It is a change in the way it sounded - for sure. Fortunately, I don't see any dripping fluid, and it's still working fine, so I figure "what the hell" -- I'm just going in. As long as it'll start at the end of the week, and I can get it out of here, we'll sort it out then…

ENTREE:
When you get there, you're in a huge line - and even given that people are waiting - they ask you "are you a virgin?" meaning a first time 'burner'.

I say "In every respect." (By the way, I heard you do revert back after a while.)

"We'd like you to get out of the car and ring the bell". They have an old empty lead compressed gas canister with a sawed off bottom hanging from above the gate which they escort me to, and I'm instructed to hit it with a beater they hand you - "as hard as you can". You then lie down in the very, very dusty soil, and you make a 'dust' angel. When you stand up, you're filthy, and everyone hugs you, and they all say "welcome home".

As a matter of fact, whenever some one asks you if it's your 'first burn' they often follow your answer with "welcome home." It really feels great.

I'm only at the entrance point, I already like the fact that the aesthetic content of the moment -- the 'art' of it - supersedes the fact that other people are waiting in line -- and that the welcome is definitely genuine. When I wake up the next morning after pitching the tent and sleeping a long sleep, I notice that I'm still hearing that sound of the ringing bell dinging in the distance, and that constant ringing would continue for days to come.

When I ride in, I'm looking at and navigating in a grid that has been cordoned off into a semicircular grid of streets....

The city is roughly about half the size of the downtown San Francisco (I've seen this overlay map that shows that), so it's huge.
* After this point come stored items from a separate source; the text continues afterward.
use image::{open, GrayImage};
use log::info;
use rayon::prelude::*;
use std::path::Path;
use std::sync::{Arc, Mutex};

use crate::models::{Algorithm, DwtParams, ImageFile, WaveMarkError};

/// Parallel processor for batch watermarking
///
/// Uses Rayon for CPU-bound parallel processing of images.
pub struct ParallelProcessor {
    thread_count: usize,
}

impl ParallelProcessor {
    /// Create a new parallel processor
    ///
    /// Uses all available CPU cores by default
    pub fn new() -> Self {
        Self {
            thread_count: num_cpus::get(),
        }
    }

    /// Create a parallel processor with custom thread count
    pub fn with_threads(thread_count: usize) -> Self {
        Self { thread_count }
    }

    /// Embed one shared pattern into a batch of images in parallel
    ///
    /// # Arguments
    /// * `images`     - List of images to process (from `FileScanner`)
    /// * `pattern`    - Watermark pattern shared by the whole batch
    /// * `algorithm`  - Embedding scheme
    /// * `params`     - DWT parameters (the LSB scheme ignores them)
    /// * `output_dir` - Output directory; relative paths are mirrored into it
    ///
    /// # Returns
    /// * Number of successfully processed images
    pub fn process_batch(
        &self,
        images: &[ImageFile],
        pattern: &GrayImage,
        algorithm: Algorithm,
        params: &DwtParams,
        output_dir: &Path,
    ) -> Result<usize, WaveMarkError> {
        let total_files = images.len();
        let processed_count = Arc::new(Mutex::new(0usize));

        // Configure Rayon thread pool
        rayon::ThreadPoolBuilder::new()
            .num_threads(self.thread_count)
            .build()
            .map_err(|e| {
                WaveMarkError::ImageProcessing(format!("Failed to create thread pool: {}", e))
            })?
            .install(|| {
                images.par_iter().try_for_each(|image_file| {
                    let output_path = output_dir.join(&image_file.relative_path);
                    if let Some(parent) = output_path.parent() {
                        std::fs::create_dir_all(parent).map_err(|e| {
                            WaveMarkError::ImageProcessing(format!(
                                "Failed to create output directory: {}",
                                e
                            ))
                        })?;
                    }

                    // Both schemes need lossless storage to survive, so JPEG
                    // inputs are copied as-is without watermarking.
                    let is_jpeg = output_path
                        .extension()
                        .and_then(|e| e.to_str())
                        .map(|e| e.to_lowercase())
                        .map(|e| e == "jpg" || e == "jpeg")
                        .unwrap_or(false);

                    if is_jpeg {
                        std::fs::copy(&image_file.source_path, &output_path).map_err(|e| {
                            WaveMarkError::ImageProcessing(format!(
                                "Failed to copy {}: {}",
                                image_file.relative_path, e
                            ))
                        })?;
                    } else {
                        let host = open(&image_file.source_path)
                            .map_err(|e| {
                                WaveMarkError::ImageProcessing(format!(
                                    "Failed to load {}: {}",
                                    image_file.relative_path, e
                                ))
                            })?
                            .to_luma8();
                        let watermarked = crate::embed(&host, pattern, algorithm, params)?;
                        watermarked.save(&output_path).map_err(|e| {
                            WaveMarkError::ImageProcessing(format!(
                                "Failed to save {}: {}",
                                output_path.display(),
                                e
                            ))
                        })?;
                    }

                    // Completed count is 1-based and monotonically increasing
                    let completed = {
                        let mut count = processed_count.lock().unwrap_or_else(|e| e.into_inner());
                        *count += 1;
                        *count
                    };
                    info!(
                        "[{}/{}] {}",
                        completed, total_files, image_file.relative_path
                    );

                    Ok::<(), WaveMarkError>(())
                })
            })?;

        let final_count = *processed_count.lock().unwrap_or_else(|e| e.into_inner());
        Ok(final_count)
    }

    /// Get configured thread count
    pub fn thread_count(&self) -> usize {
        self.thread_count
    }
}

impl Default for ParallelProcessor {
    fn default() -> Self {
        Self::new()
    }
}

#[cfg(test)]
mod tests {
    use super::*;
    use crate::core::pattern::PatternGenerator;
    use image::Luma;
    use tempfile::TempDir;

    fn create_test_image(path: &std::path::Path, width: u32, height: u32) {
        let img = GrayImage::from_fn(width, height, |x, y| Luma([((x * 5 + y * 3) % 256) as u8]));
        img.save(path).unwrap();
    }

    #[test]
    fn test_parallel_processor_creation() {
        let processor = ParallelProcessor::new();
        assert!(processor.thread_count() > 0);

        let custom_processor = ParallelProcessor::with_threads(4);
        assert_eq!(custom_processor.thread_count(), 4);
    }

    #[test]
    fn test_process_batch_mirrors_tree() {
        let temp_dir = TempDir::new().unwrap();
        let output_dir = TempDir::new().unwrap();

        std::fs::create_dir_all(temp_dir.path().join("sub")).unwrap();
        let img1_path = temp_dir.path().join("img1.png");
        let img2_path = temp_dir.path().join("sub/img2.png");
        create_test_image(&img1_path, 64, 64);
        create_test_image(&img2_path, 64, 64);

        let images = vec![
            ImageFile::new("img1.png".to_string(), img1_path),
            ImageFile::new("sub/img2.png".to_string(), img2_path),
        ];
        let pattern = PatternGenerator::checkerboard(16, 16, 4).unwrap();

        let processor = ParallelProcessor::with_threads(2);
        let result = processor.process_batch(
            &images,
            &pattern,
            Algorithm::Dwt,
            &DwtParams::default(),
            output_dir.path(),
        );

        assert!(result.is_ok(), "batch should succeed: {:?}", result.err());
        assert_eq!(result.unwrap(), 2);
        assert!(output_dir.path().join("img1.png").exists());
        assert!(output_dir.path().join("sub/img2.png").exists());
    }

    #[test]
    fn test_process_batch_embeds_watermark() {
        let temp_dir = TempDir::new().unwrap();
        let output_dir = TempDir::new().unwrap();

        let img_path = temp_dir.path().join("img.png");
        create_test_image(&img_path, 64, 64);
        let images = vec![ImageFile::new("img.png".to_string(), img_path.clone())];
        let pattern = PatternGenerator::checkerboard(16, 16, 4).unwrap();

        let processor = ParallelProcessor::with_threads(1);
        processor
            .process_batch(
                &images,
                &pattern,
                Algorithm::Lsb,
                &DwtParams::default(),
                output_dir.path(),
            )
            .unwrap();

        let original = image::open(&img_path).unwrap().to_luma8();
        let marked = image::open(output_dir.path().join("img.png"))
            .unwrap()
            .to_luma8();
        assert_eq!(original.dimensions(), marked.dimensions());
        assert!(
            original.as_raw() != marked.as_raw(),
            "output should differ from input"
        );
    }

    #[test]
    fn test_process_batch_jpeg_copied_as_is() {
        let temp_dir = TempDir::new().unwrap();
        let output_dir = TempDir::new().unwrap();

        let png_path = temp_dir.path().join("src.png");
        create_test_image(&png_path, 64, 64);
        let jpg_path = temp_dir.path().join("img1.jpg");
        image::open(&png_path).unwrap().save(&jpg_path).unwrap();

        let images = vec![ImageFile::new("img1.jpg".to_string(), jpg_path.clone())];
        let pattern = PatternGenerator::checkerboard(16, 16, 4).unwrap();

        let processor = ParallelProcessor::with_threads(1);
        let result = processor.process_batch(
            &images,
            &pattern,
            Algorithm::Dwt,
            &DwtParams::default(),
            output_dir.path(),
        );

        assert!(result.is_ok(), "JPEG batch should succeed: {:?}", result.err());
        let copied = std::fs::read(output_dir.path().join("img1.jpg")).unwrap();
        let source = std::fs::read(&jpg_path).unwrap();
        assert_eq!(copied, source, "JPEG should be copied byte-for-byte");
    }

    #[test]
    fn test_process_batch_missing_file_fails() {
        let output_dir = TempDir::new().unwrap();
        let images = vec![ImageFile::new(
            "gone.png".to_string(),
            std::path::PathBuf::from("/nonexistent/gone.png"),
        )];
        let pattern = PatternGenerator::checkerboard(16, 16, 4).unwrap();

        let processor = ParallelProcessor::with_threads(1);
        let result = processor.process_batch(
            &images,
            &pattern,
            Algorithm::Dwt,
            &DwtParams::default(),
            output_dir.path(),
        );
        assert!(result.is_err());
    }
}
It's about 14,000 feet in circumference, which is about 2.65 miles from one side to the other, so that bike would have come in quite handy. Over the week, I will walk that distance many times over.

I finally eye a spot which is pretty damn close to the center of things, and I negotiate with a guy named 'Novus' for a little spot in his and his friends' area. I'm not crazy about Novus upon first meeting, but the spot is really great, and they finally say that I can park my car right there once we figure out some logistics, and I've got good shielding from the wind. The wind is supposed to be intense at times. I'll actually tie the tent to the car for added safety.

The funny thing is that I never saw Novus again...

I don't know about Novus' name, but as it turns out, many of your veteran burners have 'playa names', so as I'm introduced to people in the coming days, they are named things like 'Smalls', 'Pear Bear', 'Quiet', 'Jugger', and 'reklaw'. I just use my regular name.

Also people set up their camps and give their camps names. I'm directly across from "The Super Friends", and catty-corner to me is "More Fun, Less Suck"....


More Fun, Less Suck have a good setup, they have a shade structure right on the street....



.....and they sit there with a megaphone yelling at people who come by, inviting them in for a drink or asking the men 'to show us your tits' (very good success rate there). As luck would have it, many of the women are already topless.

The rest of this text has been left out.